Der direkte Kontrast zum Vintage-Markt ist drinnen zu finden. Die Firma Klappstein wagt sich zum ersten Mal in die Öffentlichkeit und präsentiert ein neuartiges Zweigang-Getriebe namens „Dopio“ fürs Tretlager - eine Art Duomatic am Kettenblatt. Außerdem hat das Start Up aus Gotha eine umschaltbare Hinterradnabe entwickelt, die sich er Knopfdruck entweder auf Freilauf oder als fixe Variante schalten lässt. Beide Konstruktionen kombiniert bieten interessante Möglichkeiten für den Einsatz an sportlichen Stadtfahrrädern.
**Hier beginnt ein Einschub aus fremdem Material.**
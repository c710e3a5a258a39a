//! Marketplace Core - variant and refund calculation service

use anyhow::Result;
use marketplace_core::config::Config;
use tracing_subscriber::{layer::SubscriberExt, util::SubscriberInitExt};

#[tokio::main]
async fn main() -> Result<()> {
    dotenvy::dotenv().ok();
    tracing_subscriber::registry().with(tracing_subscriber::EnvFilter::try_from_default_env().unwrap_or_else(|_| "info".into())).with(tracing_subscriber::fmt::layer()).init();
    let config = Config::from_env()?;
    let app = marketplace_core::http::router();

    let addr = config.bind_addr();
    tracing::info!("marketplace-core listening on {}", addr);
    axum::serve(tokio::net::TcpListener::bind(&addr).await?, app).await?;
    Ok(())
}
Erhältlich ist die Tretlagerschaltung mit Bowdenzug oder ohne. Dann löst einfaches Zurücktreten den Gangwechsel aus.

Gut möglich, dass unser Freund Johnny künftig zu den Kunden dieser innovativen Produkte gehören könnte. Momentan steht der Preis für das Zweigang-Tretlager mit über 500 Euro einer massenhaften Verbreitung noch im Weg. Aber sollten die Fixie-Fahrer die „Dopio“ für sich entdecken, könnte es schnell gehen. Die Fixie-Kultur ist in Berlin besonders stark ausgeprägt, was sich natürlich auch auf der BFS niederschlägt. Einige Fixie-Veranstaltungen bereichern das Rahmenprogramm.

Und wo es um Fixies geht, ist der Hamburger Kultladen „Suicycle“ meist nicht weit. Die Hamburger machen im Fixie-Verrückten Berlin jedenfalls eine gute Figur. Genauso wie Alexa Lethen, die ebenfalls aus Hamburg angereist ist. Alexa ist Produktdesignerin und hat einen cleveren Wandhaken für Fahrräder entwickelt. Für 79 Euro gibt es zwei schicke Bügel, die das Rad elegant an der Wand fixieren. Und auch den Namen des Produktes finde ich sehr gelungen: Hook! Ich haben mir fest vorgenommen, Alexa demnächst in ihrem Büro in der Rothenbaumchaussee aufzusuchen.
Alexa Lethen hat den genialen "Hood" entwickelt

Und dann sind wir plötzlich durch. Sechs Stunden BFS ohne das es auch nur eine Sekunde langweilig wurde. Goodbye Johnny.